Assigned task
Search the records below for "mute"; copy each line that has it.
--- START ---
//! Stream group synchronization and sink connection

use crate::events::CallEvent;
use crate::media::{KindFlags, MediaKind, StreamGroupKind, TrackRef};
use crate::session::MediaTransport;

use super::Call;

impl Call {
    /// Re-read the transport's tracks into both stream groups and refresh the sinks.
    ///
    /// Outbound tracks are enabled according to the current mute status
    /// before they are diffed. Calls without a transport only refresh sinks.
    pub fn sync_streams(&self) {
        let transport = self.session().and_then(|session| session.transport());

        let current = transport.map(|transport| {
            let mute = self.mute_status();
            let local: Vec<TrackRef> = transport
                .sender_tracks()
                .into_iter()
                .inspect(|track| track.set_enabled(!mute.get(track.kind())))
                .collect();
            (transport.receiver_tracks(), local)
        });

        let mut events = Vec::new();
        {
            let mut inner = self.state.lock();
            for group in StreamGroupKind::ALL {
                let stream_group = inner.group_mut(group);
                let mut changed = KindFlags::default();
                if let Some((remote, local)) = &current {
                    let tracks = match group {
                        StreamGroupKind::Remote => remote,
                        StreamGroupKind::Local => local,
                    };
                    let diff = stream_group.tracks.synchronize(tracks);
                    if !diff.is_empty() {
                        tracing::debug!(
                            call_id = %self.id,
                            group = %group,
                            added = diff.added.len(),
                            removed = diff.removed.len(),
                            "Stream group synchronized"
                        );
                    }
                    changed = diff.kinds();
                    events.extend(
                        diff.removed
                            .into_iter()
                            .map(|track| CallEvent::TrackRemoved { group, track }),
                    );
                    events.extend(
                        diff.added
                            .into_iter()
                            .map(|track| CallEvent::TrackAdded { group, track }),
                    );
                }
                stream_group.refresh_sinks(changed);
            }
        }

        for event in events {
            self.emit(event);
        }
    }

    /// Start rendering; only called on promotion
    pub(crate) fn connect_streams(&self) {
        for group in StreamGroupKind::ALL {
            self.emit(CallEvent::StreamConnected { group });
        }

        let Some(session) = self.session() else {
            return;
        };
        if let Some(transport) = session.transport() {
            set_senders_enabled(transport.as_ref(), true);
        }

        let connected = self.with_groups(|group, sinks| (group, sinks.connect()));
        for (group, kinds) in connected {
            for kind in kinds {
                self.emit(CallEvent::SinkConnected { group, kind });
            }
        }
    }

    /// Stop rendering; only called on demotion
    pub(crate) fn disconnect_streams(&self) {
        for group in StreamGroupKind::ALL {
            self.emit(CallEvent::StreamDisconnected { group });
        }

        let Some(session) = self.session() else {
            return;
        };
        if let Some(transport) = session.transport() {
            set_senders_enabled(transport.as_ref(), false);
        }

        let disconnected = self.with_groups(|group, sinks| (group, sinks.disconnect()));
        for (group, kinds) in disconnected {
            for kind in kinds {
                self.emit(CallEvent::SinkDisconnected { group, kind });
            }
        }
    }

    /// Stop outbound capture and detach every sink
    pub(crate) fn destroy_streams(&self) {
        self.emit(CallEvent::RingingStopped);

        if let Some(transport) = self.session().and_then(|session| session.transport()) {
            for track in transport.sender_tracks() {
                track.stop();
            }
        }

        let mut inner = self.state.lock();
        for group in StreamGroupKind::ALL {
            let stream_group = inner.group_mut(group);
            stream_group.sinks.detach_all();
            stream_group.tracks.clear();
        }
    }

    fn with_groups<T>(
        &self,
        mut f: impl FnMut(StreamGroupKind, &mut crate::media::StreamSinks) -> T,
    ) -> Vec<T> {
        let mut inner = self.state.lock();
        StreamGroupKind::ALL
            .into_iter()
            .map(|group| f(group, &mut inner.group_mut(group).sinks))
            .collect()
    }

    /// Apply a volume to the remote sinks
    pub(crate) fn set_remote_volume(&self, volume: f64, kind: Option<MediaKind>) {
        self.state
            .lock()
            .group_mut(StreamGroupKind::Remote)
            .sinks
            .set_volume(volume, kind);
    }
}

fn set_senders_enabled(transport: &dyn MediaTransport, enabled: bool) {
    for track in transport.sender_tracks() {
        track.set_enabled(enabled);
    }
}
--- END ---
--- START ---
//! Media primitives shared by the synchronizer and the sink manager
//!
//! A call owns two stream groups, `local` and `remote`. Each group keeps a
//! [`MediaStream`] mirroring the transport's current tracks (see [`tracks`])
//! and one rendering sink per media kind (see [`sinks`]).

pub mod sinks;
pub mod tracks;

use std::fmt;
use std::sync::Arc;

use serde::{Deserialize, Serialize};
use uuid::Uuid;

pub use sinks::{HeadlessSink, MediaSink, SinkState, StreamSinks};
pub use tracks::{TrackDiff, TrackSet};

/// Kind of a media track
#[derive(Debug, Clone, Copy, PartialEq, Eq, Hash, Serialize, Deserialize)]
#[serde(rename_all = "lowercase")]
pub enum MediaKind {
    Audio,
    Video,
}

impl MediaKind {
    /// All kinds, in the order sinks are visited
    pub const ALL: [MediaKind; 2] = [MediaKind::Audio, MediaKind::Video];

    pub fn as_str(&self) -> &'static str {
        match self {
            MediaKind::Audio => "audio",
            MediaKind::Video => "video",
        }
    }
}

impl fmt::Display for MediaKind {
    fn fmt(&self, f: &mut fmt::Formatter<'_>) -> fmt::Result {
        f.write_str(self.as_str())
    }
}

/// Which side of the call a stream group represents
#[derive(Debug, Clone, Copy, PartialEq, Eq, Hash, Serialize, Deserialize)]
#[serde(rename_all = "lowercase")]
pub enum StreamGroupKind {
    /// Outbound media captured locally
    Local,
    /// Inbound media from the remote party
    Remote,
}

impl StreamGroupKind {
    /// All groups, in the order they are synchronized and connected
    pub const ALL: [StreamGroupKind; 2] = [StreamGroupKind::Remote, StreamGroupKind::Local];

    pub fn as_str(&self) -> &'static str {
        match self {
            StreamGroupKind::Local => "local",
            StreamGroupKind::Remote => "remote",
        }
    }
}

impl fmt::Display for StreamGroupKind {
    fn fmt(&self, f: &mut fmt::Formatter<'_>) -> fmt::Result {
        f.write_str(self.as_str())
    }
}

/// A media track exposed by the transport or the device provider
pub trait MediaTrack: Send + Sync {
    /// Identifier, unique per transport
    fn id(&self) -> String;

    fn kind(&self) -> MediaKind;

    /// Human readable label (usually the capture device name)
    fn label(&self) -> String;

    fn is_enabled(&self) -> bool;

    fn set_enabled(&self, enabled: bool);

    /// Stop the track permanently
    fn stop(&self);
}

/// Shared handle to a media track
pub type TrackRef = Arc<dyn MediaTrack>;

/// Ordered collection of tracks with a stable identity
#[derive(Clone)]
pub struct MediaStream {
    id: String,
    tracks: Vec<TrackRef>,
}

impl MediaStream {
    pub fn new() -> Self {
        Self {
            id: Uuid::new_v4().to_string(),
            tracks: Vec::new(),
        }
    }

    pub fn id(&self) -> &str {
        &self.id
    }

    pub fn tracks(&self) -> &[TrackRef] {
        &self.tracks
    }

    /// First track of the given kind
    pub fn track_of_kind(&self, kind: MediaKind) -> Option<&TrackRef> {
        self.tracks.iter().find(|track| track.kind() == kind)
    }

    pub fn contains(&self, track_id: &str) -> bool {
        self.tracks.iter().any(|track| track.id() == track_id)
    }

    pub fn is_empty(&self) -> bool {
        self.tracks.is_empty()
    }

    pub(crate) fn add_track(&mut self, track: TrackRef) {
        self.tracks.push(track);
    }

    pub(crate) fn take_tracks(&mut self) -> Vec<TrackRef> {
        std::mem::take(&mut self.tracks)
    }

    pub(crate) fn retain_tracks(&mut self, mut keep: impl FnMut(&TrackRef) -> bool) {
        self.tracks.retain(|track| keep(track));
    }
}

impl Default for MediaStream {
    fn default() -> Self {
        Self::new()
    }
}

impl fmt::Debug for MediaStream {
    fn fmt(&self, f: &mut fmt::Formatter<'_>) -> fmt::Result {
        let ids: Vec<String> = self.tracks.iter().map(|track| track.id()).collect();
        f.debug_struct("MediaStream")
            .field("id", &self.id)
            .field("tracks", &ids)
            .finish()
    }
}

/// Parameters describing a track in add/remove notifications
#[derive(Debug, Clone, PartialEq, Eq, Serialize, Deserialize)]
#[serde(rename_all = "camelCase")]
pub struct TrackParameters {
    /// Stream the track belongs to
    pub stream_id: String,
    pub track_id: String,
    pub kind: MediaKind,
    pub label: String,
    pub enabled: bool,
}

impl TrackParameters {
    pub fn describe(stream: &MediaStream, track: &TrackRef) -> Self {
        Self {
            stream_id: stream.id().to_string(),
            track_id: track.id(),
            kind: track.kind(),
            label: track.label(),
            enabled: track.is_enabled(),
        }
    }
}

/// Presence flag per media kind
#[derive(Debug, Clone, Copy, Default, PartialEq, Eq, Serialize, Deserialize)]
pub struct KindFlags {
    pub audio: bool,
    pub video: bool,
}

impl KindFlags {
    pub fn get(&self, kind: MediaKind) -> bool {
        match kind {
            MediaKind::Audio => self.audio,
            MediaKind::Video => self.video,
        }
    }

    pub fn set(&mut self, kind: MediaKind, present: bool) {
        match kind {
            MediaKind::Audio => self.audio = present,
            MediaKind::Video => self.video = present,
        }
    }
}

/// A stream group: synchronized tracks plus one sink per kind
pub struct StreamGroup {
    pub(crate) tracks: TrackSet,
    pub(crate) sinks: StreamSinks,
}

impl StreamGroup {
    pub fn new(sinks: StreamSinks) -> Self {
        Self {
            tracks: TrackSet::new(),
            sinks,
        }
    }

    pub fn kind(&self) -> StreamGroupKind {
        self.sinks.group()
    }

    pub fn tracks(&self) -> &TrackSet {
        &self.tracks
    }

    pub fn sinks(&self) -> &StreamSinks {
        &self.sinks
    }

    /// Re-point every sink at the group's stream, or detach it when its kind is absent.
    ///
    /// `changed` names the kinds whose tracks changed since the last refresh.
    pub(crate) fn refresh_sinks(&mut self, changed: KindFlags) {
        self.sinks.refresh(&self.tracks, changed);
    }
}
--- END ---
Task output
    /// Outbound tracks are enabled according to the current mute status
            let mute = self.mute_status();
                .inspect(|track| track.set_enabled(!mute.get(track.kind())))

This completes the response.